ITN legal chief: broadcasting entire trials 'some way down the line'

ITN legal chief says broadcasters 'ready to go' with Crown Court filming which will be 'good thing for justice'

John Battle appears before the Justice Committee, calling for a reporters charter and foreseeing that broadcasting entire trials might come one day

Broadcasters are “ready to go” with filming Crown Court hearings but the introduction of wholly televised trials is “some way down the line”, according to ITN’s head of legal and compliance.

John Battle, who is also chair of the Media Lawyers Association, was appearing before a meeting of Parliament’s Justice Committee on “court reporting in the digital age” on Tuesday.

Much of the session, which also heard evidence from family courts president Sir Andrew McFarlane and Legal Education Foundation research director Natalie Byrom, was focused on making the justice system more accessible.

Battle said that with regard to filming sentencing hearings in the Crown Court: “We hope it starts soon. I think as broadcasters, we’re ready to go.

“And that I think will be a good thing for justice. It will be the first time that the public will be able to see in the media, the trial court, the Crown Court itself.”

Recording of sentencing at significant Crown Court cases has ostensibly been legal since June 2020, provided broadcasters have the written permission of the presiding judge and only the judge themselves is depicted in footage. However, no sentencings have yet been broadcast.

Battle told Press Gazette that a pilot programme for sentencing filming had been disrupted by the pandemic, but that he anticipated filming to begin in earnest in 2022. He also noted that sentencing remarks have already been filmed in Scotland, which has a separate legal system from England and Wales.

Battle told the committee that he thought many more parts of the justice system could be opened to filming “whether it be the High Court, whether it be even the outcome of a coroner’s inquest.

“If a coroner was giving a judgment as to the outcome of a particular case that had a matter of public importance attached to it, why shouldn’t that be filmed?”

Asked if he would like to see filming in Crown Court cases expanded to encompass a whole trial and people besides the judge, Battle said: “I think that’s some way down the line… for the time being, I don’t think it’s likely there will be a full trial… 

“I do envision at some point there will be a case where you will be able to see, for example, the opening of the case by the prosecution or, for example, an image of the defendant in the court. I think that’s perhaps the next step after sentencing, but it’s very much a step at a time.”

Battle also reiterated the call he made in The Times in November for a “reporters’ charter”. 

He said this should include a designated space for reporters to sit in the court, WiFi, access to documents used in evidence, and the right to make representations before the court.

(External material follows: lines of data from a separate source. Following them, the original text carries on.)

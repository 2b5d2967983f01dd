use std::collections::{BTreeMap, BTreeSet};

use serde::{Deserialize, Serialize};

use super::normalizer::scrub_text;

/// One uploaded file's recognized text, as handed over by the
/// text-acquisition collaborator. Immutable once constructed.
#[derive(Debug, Clone, PartialEq, Eq, Serialize)]
pub struct DocumentText {
    pub filename: String,
    pub text: String,
}

impl DocumentText {
    pub fn new(filename: String, text: String) -> Self {
        Self {
            filename,
            text: scrub_text(&text),
        }
    }
}

/// Document categories recognized by the classifier. A document may carry
/// several tags at once; the declaration order is the deterministic
/// dispatch order for extraction.
#[derive(
    Debug, Clone, Copy, PartialEq, Eq, PartialOrd, Ord, Hash, Serialize, Deserialize,
)]
#[serde(rename_all = "SCREAMING_SNAKE_CASE")]
pub enum DocumentTypeTag {
    Pan,
    Aadhaar,
    SalarySlip,
    BankStatement,
    Form16,
    Cibil,
    Employment,
    Property,
}

impl DocumentTypeTag {
    pub fn ordered() -> [DocumentTypeTag; 8] {
        [
            DocumentTypeTag::Pan,
            DocumentTypeTag::Aadhaar,
            DocumentTypeTag::SalarySlip,
            DocumentTypeTag::BankStatement,
            DocumentTypeTag::Form16,
            DocumentTypeTag::Cibil,
            DocumentTypeTag::Employment,
            DocumentTypeTag::Property,
        ]
    }

    pub const fn label(self) -> &'static str {
        match self {
            DocumentTypeTag::Pan => "PAN",
            DocumentTypeTag::Aadhaar => "Aadhaar",
            DocumentTypeTag::SalarySlip => "Salary Slips (3 months)",
            DocumentTypeTag::BankStatement => "Bank Statement",
            DocumentTypeTag::Form16 => "Form-16",
            DocumentTypeTag::Cibil => "CIBIL",
            DocumentTypeTag::Employment => "Employment Proof",
            DocumentTypeTag::Property => "Property Documents",
        }
    }
}

/// Fixed salary-slip component vocabulary.
#[derive(
    Debug, Clone, Copy, PartialEq, Eq, PartialOrd, Ord, Hash, Serialize, Deserialize,
)]
pub enum SalaryComponent {
    #[serde(rename = "Basic")]
    Basic,
    #[serde(rename = "HRA")]
    Hra,
    #[serde(rename = "Special Allowance")]
    SpecialAllowance,
    #[serde(rename = "Gross")]
    Gross,
    #[serde(rename = "Net Pay")]
    NetPay,
    #[serde(rename = "PF")]
    Pf,
}

impl SalaryComponent {
    pub const fn label(self) -> &'static str {
        match self {
            SalaryComponent::Basic => "Basic",
            SalaryComponent::Hra => "HRA",
            SalaryComponent::SpecialAllowance => "Special Allowance",
            SalaryComponent::Gross => "Gross",
            SalaryComponent::NetPay => "Net Pay",
            SalaryComponent::Pf => "PF",
        }
    }
}

/// One month's salary breakdown as extracted from a single slip.
#[derive(Debug, Clone, PartialEq, Eq, Serialize)]
pub struct SalaryBreakdown {
    pub source: String,
    pub components: BTreeMap<SalaryComponent, u64>,
}

/// An EMI/loan line lifted from a bank statement. The raw line is kept even
/// when no amount could be parsed so it can be surfaced for manual review.
#[derive(Debug, Clone, PartialEq, Eq, Serialize)]
pub struct ObligationRecord {
    pub description: String,
    pub monthly_amount: Option<u64>,
}

/// Scalar identity fields. Each holds at most one value; the aggregator
/// fills them first-write-wins across documents.
#[derive(Debug, Clone, Default, PartialEq, Eq, Serialize)]
pub struct IdentitySummary {
    #[serde(skip_serializing_if = "Option::is_none")]
    pub name: Option<String>,
    #[serde(skip_serializing_if = "Option::is_none")]
    pub pan: Option<String>,
    #[serde(skip_serializing_if = "Option::is_none")]
    pub date_of_birth: Option<String>,
    #[serde(skip_serializing_if = "Option::is_none")]
    pub aadhaar: Option<String>,
    #[serde(skip_serializing_if = "Option::is_none")]
    pub address: Option<String>,
    #[serde(skip_serializing_if = "Option::is_none")]
    pub employer: Option<String>,
}

/// Form-16 figures retained for income derivation.
#[derive(Debug, Clone, Default, PartialEq, Eq, Serialize)]
pub struct Form16Summary {
    #[serde(skip_serializing_if = "Option::is_none")]
    pub total_salary: Option<u64>,
    #[serde(skip_serializing_if = "Option::is_none")]
    pub taxable_income: Option<u64>,
}

/// The merged applicant record built from one assessment batch. Discarded
/// once the eligibility/report data has been produced; nothing persists
/// across runs.
#[derive(Debug, Clone, Default, Serialize)]
pub struct ApplicantProfile {
    pub identity: IdentitySummary,
    pub salary_slips: Vec<SalaryBreakdown>,
    pub obligations: Vec<ObligationRecord>,
    pub salary_credits: Vec<u64>,
    #[serde(skip_serializing_if = "Option::is_none")]
    pub average_balance: Option<u64>,
    #[serde(skip_serializing_if = "Option::is_none")]
    pub cibil_score: Option<u16>,
    #[serde(skip_serializing_if = "Vec::is_empty")]
    pub loan_history: Vec<String>,
    #[serde(skip_serializing_if = "Option::is_none")]
    pub employment_notes: Option<String>,
    #[serde(skip_serializing_if = "Option::is_none")]
    pub property_notes: Option<String>,
    #[serde(skip_serializing_if = "Option::is_none")]
    pub form16: Option<Form16Summary>,
    pub received: BTreeSet<DocumentTypeTag>,
    pub document_names: Vec<String>,
    #[serde(skip_serializing)]
    pub combined_text: String,
}
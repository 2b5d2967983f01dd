use serde::{Deserialize, Serialize};

/// Affordability rule configuration for one computation run. Passed in
/// explicitly by the caller; the core holds no configuration of its own.
#[derive(Debug, Clone, PartialEq, Serialize, Deserialize)]
pub struct EligibilityConfig {
    /// Fixed Obligation-to-Income Ratio ceiling, as a whole percentage.
    pub foir_pct: u32,
    pub annual_rate_pct: f64,
    pub tenure_years: u32,
    /// Principal slab the per-unit EMI is quoted against (one lakh).
    pub unit_principal: u64,
}

impl Default for EligibilityConfig {
    fn default() -> Self {
        Self {
            foir_pct: 60,
            annual_rate_pct: 8.5,
            tenure_years: 20,
            unit_principal: 100_000,
        }
    }
}

impl EligibilityConfig {
    pub fn monthly_rate(&self) -> f64 {
        self.annual_rate_pct / 100.0 / 12.0
    }

    pub fn installments(&self) -> u32 {
        self.tenure_years * 12
    }

    /// Reducing-balance EMI on `unit_principal`:
    /// `P * r * (1+r)^n / ((1+r)^n - 1)`.
    ///
    /// Returns `None` for a non-positive rate or any configuration that
    /// produces a non-finite figure; callers must report a zero loan
    /// amount in that case rather than dividing by it.
    pub fn emi_per_unit(&self) -> Option<f64> {
        let rate = self.monthly_rate();
        if rate <= 0.0 {
            return None;
        }

        let factor = (1.0 + rate).powi(self.installments() as i32);
        let emi = self.unit_principal as f64 * rate * factor / (factor - 1.0);
        (emi.is_finite() && emi > 0.0).then_some(emi)
    }
}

“Reporters are an important part of the [justice] system. And there are many rules and regulations and protocols which apply and help them, but there’s no one place where all that’s drawn together,” he said.

“What I’m proposing is essentially… a template of basic rights reporters can ask for in the courts and can have the commitment of the court service itself.”

Battle added: “If you’re going along every day to the courts and you’re finding it difficult to find which reporting restriction you’re supposed to be applying or not, or you’re not being given access to documents which you’re entitled to, it’s not going to encourage reporters.”

Separately, Legal Education Foundation research director Byrom told the committee she was “deeply concerned that open justice is under threat” because “we have so little information about what happens to people within our justice system.

“In 2020 nearly a third of questions that were asked in Parliament of [the Ministry of Justice] could not be answered because they did not hold basic information about the system. And that’s a state of affairs that really can’t be allowed to continue,” she said.

Striking a similar note, Sir Andrew told members that the closedness of the family courts system to the media undermines public trust in the institution.

“For the public to receive negative report after negative report about what the judiciary, the family courts, social workers are doing on behalf of society, is a highly unsatisfactory state of affairs…

“I genuinely feel that we do conduct ourselves professionally, properly, we’ve got an extremely thorough process. And it’s a fair process. But that’s not the perception that the public have. And I feel that the time has come for there to be a change in that and the way forward is to be open.”

Sir Andrew’s transparency review of the family courts, published in October, called for “accredited media representatives to be able, not only to attend hearings, but to report publicly on what they see and hear… subject to very clear rules to maintain the anonymity of children and families”.

[Read more: Journalists to be given more freedom to report on family court hearings as current system ‘not sustainable’]

Media representatives were only allowed into the family courts in April 2009. McFarlane’s review found that in many cases journalists still could not report details from the hearings without making expensive applications.

In 2019 Sir Andrew published draft guidelines on how reporters can go about lifting family court reporting restrictions.